Deloads are essentially a period of training where we look to minimize adaptive stress on the athlete and allow for complete recovery. The minimizing of stress (or deloading) is important for the athlete because as with all things straight linear forward progress over extended periods of time is nearly impossible, and at a minimum creates a higher risk of injury and / or overtraining.
For my athletes we usually structure a deload every 4 weeks, with exceptions, but in general an athlete should be looking to deload every 3-6 weeks, depending on a host of factors for the individual.
Factors affecting when to deload include:
Max recoverable volume of the athlete
Relative nervous system intensity of associated training block
Relative life stress (school, family, work)

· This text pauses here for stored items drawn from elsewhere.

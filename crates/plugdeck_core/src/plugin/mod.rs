//! Plugin metadata, discovery and the built-in apps.
//!
//! # Responsibility
//! - Describe plugins through validated `PluginMeta`.
//! - Collect plugin apps from installed apps and entry point groups.
//! - Run each app's declarations against a registry.
//!
//! # Invariants
//! - Apps are identified by `PluginMeta::name`; duplicates are dropped.
//! - `load` validates metadata before an app's `ready` runs.

mod builtin;
mod manager;
mod meta;

pub use builtin::{builtin_apps, CoreApp, FrontendApp, CORE_APP_NAME, FRONTEND_APP_NAME};
pub use manager::{PluginApp, PluginError, PluginManager};
pub use meta::{MetaValidationError, PluginMeta, DEFAULT_AUTHOR, DEFAULT_CATEGORY};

Relative proximity to the competitive season
Relative proximity to upcoming training landmarks
When we look at all of these things for the individual athlete or the group of athletes through the lens of that 3-6 week window we can make worthwhile thoughtful choices on when to deload, and how to best allow for recovery for that individual.

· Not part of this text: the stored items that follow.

//! Enumeration views over registered implementations.

use crate::interface::plugin_type::PluginType;
use crate::interface::registry::Interface;
use std::any::TypeId;
use std::fmt::{Debug, Display, Formatter};
use std::ops::Deref;
use std::sync::Arc;

/// Identity shared by every entry created from one `register` call.
#[derive(Debug)]
pub(crate) struct TypeInfo {
    name: String,
    type_id: TypeId,
    enabled: Option<bool>,
}

impl TypeInfo {
    pub(crate) fn of<T: Send + Sync + 'static>(plugin_type: &PluginType<T>) -> Self {
        Self {
            name: plugin_type.name().to_string(),
            type_id: plugin_type.type_id(),
            enabled: plugin_type.enabled_flag(),
        }
    }

    fn is_enabled(&self) -> bool {
        self.enabled.unwrap_or(true)
    }
}

/// Instance owned by a service interface.
pub struct ServiceInstance<I: ?Sized> {
    info: Arc<TypeInfo>,
    instance: Arc<I>,
}

impl<I: ?Sized> ServiceInstance<I> {
    pub(crate) fn new(info: Arc<TypeInfo>, instance: Arc<I>) -> Self {
        Self { info, instance }
    }

    pub fn type_name(&self) -> &str {
        &self.info.name
    }

    pub fn instance(&self) -> &Arc<I> {
        &self.instance
    }
}

impl<I: ?Sized> Deref for ServiceInstance<I> {
    type Target = I;

    fn deref(&self) -> &I {
        &self.instance
    }
}

impl<I: ?Sized> Clone for ServiceInstance<I> {
    fn clone(&self) -> Self {
        Self {
            info: Arc::clone(&self.info),
            instance: Arc::clone(&self.instance),
        }
    }
}

/// Class kept by a non-service interface.
///
/// The registry never constructs it; callers opt in with `instantiate`.
pub struct PluginClass<I: ?Sized> {
    info: Arc<TypeInfo>,
    factory: Arc<dyn Fn() -> Arc<I> + Send + Sync>,
}

impl<I: ?Sized> PluginClass<I> {
    pub(crate) fn new(
        info: Arc<TypeInfo>,
        factory: Arc<dyn Fn() -> Arc<I> + Send + Sync>,
    ) -> Self {
        Self { info, factory }
    }

    pub fn type_name(&self) -> &str {
        &self.info.name
    }

    pub fn type_id(&self) -> TypeId {
        self.info.type_id
    }

    pub fn is_enabled(&self) -> bool {
        self.info.is_enabled()
    }

    /// Constructs a fresh instance. Every call returns a new value.
    pub fn instantiate(&self) -> Arc<I> {
        (self.factory)()
    }
}

impl<I: ?Sized> Clone for PluginClass<I> {
    fn clone(&self) -> Self {
        Self {
            info: Arc::clone(&self.info),
            factory: Arc::clone(&self.factory),
        }
    }
}

impl<I: ?Sized> Debug for PluginClass<I> {
    fn fmt(&self, f: &mut Formatter<'_>) -> std::fmt::Result {
        f.debug_tuple("PluginClass").field(&self.info.name).finish()
    }
}

/// One registered implementation as seen by consumers.
pub enum Extension<I: ?Sized> {
    Service(ServiceInstance<I>),
    Class(PluginClass<I>),
}

impl<I: ?Sized> Extension<I> {
    fn info(&self) -> &TypeInfo {
        match self {
            Self::Service(service) => &service.info,
            Self::Class(class) => &class.info,
        }
    }

    pub fn type_name(&self) -> &str {
        &self.info().name
    }

    pub fn type_id(&self) -> TypeId {
        self.info().type_id
    }

    /// `false` only when the type declared `enabled = false`.
    pub fn is_enabled(&self) -> bool {
        self.info().is_enabled()
    }

    pub fn as_service(&self) -> Option<&ServiceInstance<I>> {
        match self {
            Self::Service(service) => Some(service),
            Self::Class(_) => None,
        }
    }

    pub fn as_class(&self) -> Option<&PluginClass<I>> {
        match self {
            Self::Service(_) => None,
            Self::Class(class) => Some(class),
        }
    }

    /// Returns the held instance. Classes yield `None`: they are never
    /// instantiated implicitly.
    pub fn into_instance(self) -> Option<Arc<I>> {
        match self {
            Self::Service(service) => Some(service.instance),
            Self::Class(_) => None,
        }
    }

    pub fn into_class(self) -> Option<PluginClass<I>> {
        match self {
            Self::Service(_) => None,
            Self::Class(class) => Some(class),
        }
    }
}

impl<I: ?Sized> Clone for Extension<I> {
    fn clone(&self) -> Self {
        match self {
            Self::Service(service) => Self::Service(service.clone()),
            Self::Class(class) => Self::Class(class.clone()),
        }
    }
}

impl<I: ?Sized> Debug for Extension<I> {
    fn fmt(&self, f: &mut Formatter<'_>) -> std::fmt::Result {
        match self {
            Self::Service(service) => f.debug_tuple("Service").field(&service.info.name).finish(),
            Self::Class(class) => f.debug_tuple("Class").field(&class.info.name).finish(),
        }
    }
}

/// Snapshot iterator over one enumeration, in registration order.
///
/// Not indexable: positions carry no meaning for consumers.
pub struct Extensions<I: ?Sized> {
    inner: std::vec::IntoIter<Extension<I>>,
}

impl<I: ?Sized> Extensions<I> {
    pub(crate) fn new(snapshot: Vec<Extension<I>>) -> Self {
        Self {
            inner: snapshot.into_iter(),
        }
    }

    /// Keeps service instances only.
    pub fn instances(self) -> impl Iterator<Item = Arc<I>> {
        self.filter_map(Extension::into_instance)
    }

    /// Keeps non-service classes only.
    pub fn classes(self) -> impl Iterator<Item = PluginClass<I>> {
        self.filter_map(Extension::into_class)
    }
}

impl<I: ?Sized> Iterator for Extensions<I> {
    type Item = Extension<I>;

    fn next(&mut self) -> Option<Self::Item> {
        self.inner.next()
    }

    fn size_hint(&self) -> (usize, Option<usize>) {
        self.inner.size_hint()
    }
}

impl<I: ?Sized> ExactSizeIterator for Extensions<I> {}

/// Enabled-only view over one interface.
///
/// Recomputed from the live collection on every call, so registrations made
/// after the view was created are visible.
pub struct ExtensionPoint<I: ?Sized + Send + Sync + 'static> {
    interface: Interface<I>,
}

impl<I: ?Sized + Send + Sync + 'static> ExtensionPoint<I> {
    pub fn new(interface: &Interface<I>) -> Self {
        Self {
            interface: interface.clone(),
        }
    }

    pub fn interface(&self) -> &Interface<I> {
        &self.interface
    }

    /// Enabled implementations.
    pub fn iter(&self) -> Extensions<I> {
        self.interface.enumerate(false)
    }

    /// All implementations, disabled ones included.
    pub fn all(&self) -> Extensions<I> {
        self.interface.enumerate(true)
    }

    /// Number of enabled implementations.
    pub fn len(&self) -> usize {
        self.iter().len()
    }

    pub fn is_empty(&self) -> bool {
        self.len() == 0
    }

    /// Type membership within the enabled view.
    pub fn contains<T: 'static>(&self) -> bool {
        let type_id = TypeId::of::<T>();
        self.iter().any(|extension| extension.type_id() == type_id)
    }
}

impl<I: ?Sized + Send + Sync + 'static> Clone for ExtensionPoint<I> {
    fn clone(&self) -> Self {
        Self {
            interface: self.interface.clone(),
        }
    }
}

impl<'a, I: ?Sized + Send + Sync + 'static> IntoIterator for &'a ExtensionPoint<I> {
    type Item = Extension<I>;
    type IntoIter = Extensions<I>;

    fn into_iter(self) -> Self::IntoIter {
        self.iter()
    }
}

impl<I: ?Sized + Send + Sync + 'static> Display for ExtensionPoint<I> {
    fn fmt(&self, f: &mut Formatter<'_>) -> std::fmt::Result {
        write!(f, "<ExtensionPoint '{}'>", self.interface.name())
    }
}

impl<I: ?Sized + Send + Sync + 'static> Debug for ExtensionPoint<I> {
    fn fmt(&self, f: &mut Formatter<'_>) -> std::fmt::Result {
        Display::fmt(self, f)
    }
}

Now we know when to deload, but what's it look like? There are many different strategies to a deload, at our facility we minimize both total VOLUME and total INTENSITY of the strength, speed, and power training of the athlete. (You could in theory only deload one variable of the training process ie: less volume, or less intensity.) However the minimizing of both the intensity and volume of the training opens up an opportunity to focus on movement quality, check in with athletes on how they're feeling, and allow for an excellent adaptive window of recovery.
Adaptive window!? Sounds like hooplah, well in reality the adaptive window, in a very elementary sense is the REASON for the DELOAD SEASON. All training (all stress and stimulus really) fall on an athlete in such a way that the stress or stimulus creates an acute drop in performance, followed by a recovery and adaptive stage to return the athlete to above baseline performance markers.
This is best indicated by what's called an SRA curve or stimulus, recovery, and adaptation curve. When we deload an athlete we deepen and extend his recovery period systemically allowing for a greater potential adaptation on the other side.
So without a deload: you're setting yourself up for potential injury and overtraining but possibly more importantly you're slamming the window SHUT on potential GAINS. If you want to throw cheese, float instead of run on the field, and hit nukes - never deloading is NOT the answer. Trust me!